January welcomes a West London event to celebrate the very best in UK cured meats with invitations winging their way to producers who entered what was another hugely successful ‘Summer of Charcuterie’ this year as The Charcuterie Board held what has become the largest independent consumer review of Charcuterie in the UK.
The Board’s lucky producer members will mingle with sponsors Angel Refrigeration, Bizerba, the BPA and The Great British Charcuterie Co, this years review panelists, members of the press and other special guests at an evening of delicious cured meats, fine cheeses, wines and exciting cocktails in the wonderful venue situated below Old Brompton in South Kensington.

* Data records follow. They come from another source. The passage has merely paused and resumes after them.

//! Backtest command implementation.

use std::path::{Path, PathBuf};

use anyhow::{Result, bail};
use ronda_data::parse_date;
use ronda_eval::{Backtest, BacktestResult, returns_frame};

use crate::data;

/// Options for `ronda run`.
#[derive(Debug)]
pub(crate) struct RunArgs {
    pub(crate) data: PathBuf,
    pub(crate) config: Option<PathBuf>,
    pub(crate) start: Option<String>,
    pub(crate) end: Option<String>,
    pub(crate) out: Option<PathBuf>,
    pub(crate) min_periods: usize,
    pub(crate) format: String,
}

/// Run the backtest and print or write its results.
pub(crate) fn run_backtest(args: &RunArgs) -> Result<()> {
    let mut config = data::load_config(args.config.as_deref())?;
    if let Some(start) = &args.start {
        config.start_date = Some(parse_date(start)?);
    }
    if let Some(end) = &args.end {
        config.end_date = Some(parse_date(end)?);
    }
    config.validate()?;

    let store = data::load_store(&args.data, config.liveness_tolerance_days)?;
    let result = Backtest::new(config).run(&store)?;

    match args.format.as_str() {
        "text" => print_text(&result, args.min_periods),
        "json" => println!("{}", serde_json::to_string_pretty(&result.report.summary(args.min_periods))?),
        other => bail!("unknown format '{other}', expected text or json"),
    }

    if let Some(out) = &args.out {
        write_outputs(&result, out)?;
        println!("Results written to {}", out.display());
    }
    Ok(())
}

fn write_outputs(result: &BacktestResult, out: &Path) -> Result<()> {
    data::write_csv(&mut returns_frame(&result.returns)?, &out.join("returns.csv"))?;
    data::write_csv(&mut result.report.to_frame()?, &out.join("summary.csv"))?;
    data::write_csv(&mut result.factor_correlations().to_frame()?, &out.join("correlations.csv"))?;
    data::write_csv(&mut result.factors.to_frame()?, &out.join("factors.csv"))?;
    data::write_csv(&mut result.normalized.to_frame()?, &out.join("zscores.csv"))?;
    Ok(())
}

fn pct(value: Option<f64>) -> String {
    value.map_or_else(|| "n/a".to_string(), |v| format!("{:.2}%", v * 100.0))
}

fn ratio(value: Option<f64>) -> String {
    value.map_or_else(|| "n/a".to_string(), |v| format!("{v:.2}"))
}

fn print_text(result: &BacktestResult, min_periods: usize) {
    println!("\n╔══════════════════════════════════════════════════════════════╗");
    println!("║                       Backtesting                            ║");
    println!("╚══════════════════════════════════════════════════════════════╝\n");

    if let (Some(first), Some(last)) = (result.rebalance_dates.first(), result.rebalance_dates.last()) {
        println!("Period:     {first} to {last}");
    }
    println!("Rebalances: {}", result.rebalance_dates.len());
    println!();

    println!("━━━━━━━━━━━━━━━━━━━━━━━━━━━━━━━━━━━━━━━━━━━━━━━━━━━━━━━━━━━━");
    println!("PERFORMANCE SUMMARY");
    println!("━━━━━━━━━━━━━━━━━━━━━━━━━━━━━━━━━━━━━━━━━━━━━━━━━━━━━━━━━━━━\n");
    println!(
        "{:<12} {:>7} {:>10} {:>9} {:>7} {:>8} {:>9} {:>8}",
        "Strategy", "Periods", "Ann. Ret", "Ann. Vol", "Sharpe", "Sortino", "Max DD", "Win"
    );
    println!("{}", "─".repeat(77));
    for m in result.report.summary(min_periods).strategies() {
        println!(
            "{:<12} {:>7} {:>10} {:>9} {:>7} {:>8} {:>9} {:>8}",
            m.strategy,
            m.n_periods,
            pct(m.annualized_return),
            pct(m.annualized_volatility),
            ratio(m.sharpe),
            ratio(m.sortino),
            pct(m.max_drawdown),
            pct(m.win_rate),
        );
    }
    println!();

    let corr = result.factor_correlations();
    if corr.names().len() > 1 {
        println!("Factor return correlations:");
        print!("{:<12}", "");
        for name in corr.names() {
            print!(" {name:>11}");
        }
        println!();
        for a in corr.names() {
            print!("{a:<12}");
            for b in corr.names() {
                print!(" {:>11}", ratio(corr.get(a, b)));
            }
            println!();
        }
        println!();
    }
}
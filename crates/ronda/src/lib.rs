#![doc = include_str!("../README.md")]
#![doc(issue_tracker_base_url = "https://github.com/factordynamics/ronda/issues/")]
#![cfg_attr(docsrs, feature(doc_cfg, doc_auto_cfg))]
#![warn(missing_docs)]
#![forbid(unsafe_code)]

//! ## Quick Start
//!
//! ```
//! use ronda::prelude::*;
//!
//! # fn main() -> ronda::Result<()> {
//! let mut builder = TimeSeriesStore::builder();
//! for (i, symbol) in ["AAA", "BBB", "CCC", "DDD", "EEE"].iter().enumerate() {
//!     let prices: Vec<f64> = (0..18)
//!         .map(|m| 50.0 * (1.0 + 0.01 * i as f64).powi(m) * (1.0 + 0.02 * f64::from(m).sin()))
//!         .collect();
//!     builder.monthly_prices(symbol, Date::from_ymd_opt(2023, 1, 31).unwrap(), &prices)?;
//! }
//! let store = builder.build();
//!
//! let mut config = BacktestConfig::default();
//! config.factors.enabled = vec!["momentum".to_string()];
//! config.factors.momentum.lookback_months = 3;
//!
//! let result = Backtest::new(config).run(&store)?;
//! assert!(result.report.get("combined").is_some());
//! # Ok(())
//! # }
//! ```
//!
//! ## Pipeline
//!
//! 1. [`data`] holds prices and fundamentals with point-in-time access
//! 2. [`signals`] computes raw factor values per rebalance date
//! 3. [`combine`] standardizes factors and builds composite scores
//! 4. [`eval`] forms portfolios, composes returns and reports metrics

/// Version information for the ronda crate.
pub const VERSION: &str = env!("CARGO_PKG_VERSION");

/// Core types, errors, statistics and calendar helpers.
pub mod traits {
    pub use ronda_traits::*;
}

/// Time-series storage and point-in-time views.
pub mod data {
    pub use ronda_data::*;
}

/// Factor signals and the factor computer.
///
/// # Example
///
/// ```
/// use ronda::signals::registry::available_signals;
///
/// let names: Vec<&str> = available_signals().iter().map(|s| s.name).collect();
/// assert_eq!(names, vec!["momentum", "value", "quality", "volatility"]);
/// ```
pub mod signals {
    pub use ronda_signals::*;
}

/// Cross-sectional normalization and composite scoring.
pub mod combine {
    pub use ronda_combine::*;
}

/// Portfolios, returns, performance metrics and the backtest pipeline.
pub mod eval {
    pub use ronda_eval::*;
}

pub use ronda_traits::{Date, Result, RondaError, Symbol};

/// Prelude module for convenient imports.
pub mod prelude {
    pub use ronda_combine::{CompositeConfig, CompositePolicy, CrossSectionalNormalizer};
    pub use ronda_data::{PointInTimeView, TimeSeriesStore};
    pub use ronda_eval::{
        Backtest, BacktestConfig, BacktestResult, BenchmarkMethod, MissingPricePolicy, PerformanceAnalyzer,
        PerformanceConfig, PortfolioConstructor, ReturnComposer,
    };
    pub use ronda_signals::{FactorComputer, FactorConfig, Signal};
    pub use ronda_traits::{Date, Field, Result, RondaError, Symbol};
}

#[cfg(test)]
mod tests {
    use super::*;

    #[test]
    fn test_version() {
        assert!(!VERSION.is_empty());
        let parts: Vec<&str> = VERSION.split('.').collect();
        assert!(parts.len() >= 2, "Version should have at least major.minor");
    }

    #[test]
    fn test_error_types() {
        let _result: Result<()> = Ok(());
        let error = RondaError::InvalidConfig("quantile".to_string());
        assert!(error.to_string().contains("quantile"));
    }
}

As well as seeing the top reviewed products and producers recognised early in the evening attention will then fall on the centre piece of the event as the very first The Charcuterie Board International ‘Silver Stars’ will be announced.
The Stars represent the culmination of a year long, in depth assessment which has seen a group of inspectors seeking out excellence among independent cured meat producers throughout the sector. Seen as the highest possible honour in the field, the launch of this new scheme will see announcements in relation to the UK at the January Gala followed by further announcements for the USA, Canada later in 2022 as the scheme becomes the first truly international award for independent charcuterie makers, recognising the very highest levels of quality in every aspect of the cured meat craft.
The London Gala is the first of what will become three major events for its members held by the Charcuterie Board each year with a Spring and Autumn conference giving producer members and also the Board’s many ‘affiliate’ members, from butchers to farmers and supply and equipment companies, getting together for a shared meal as well as a chance to listen to invited industry speakers, enjoy presentations, discuss the issues of the day and find ways to work successfully together.
After some tremendously difficult times everyone will enjoy raising a glass to a bright future for the Charcuterie sector!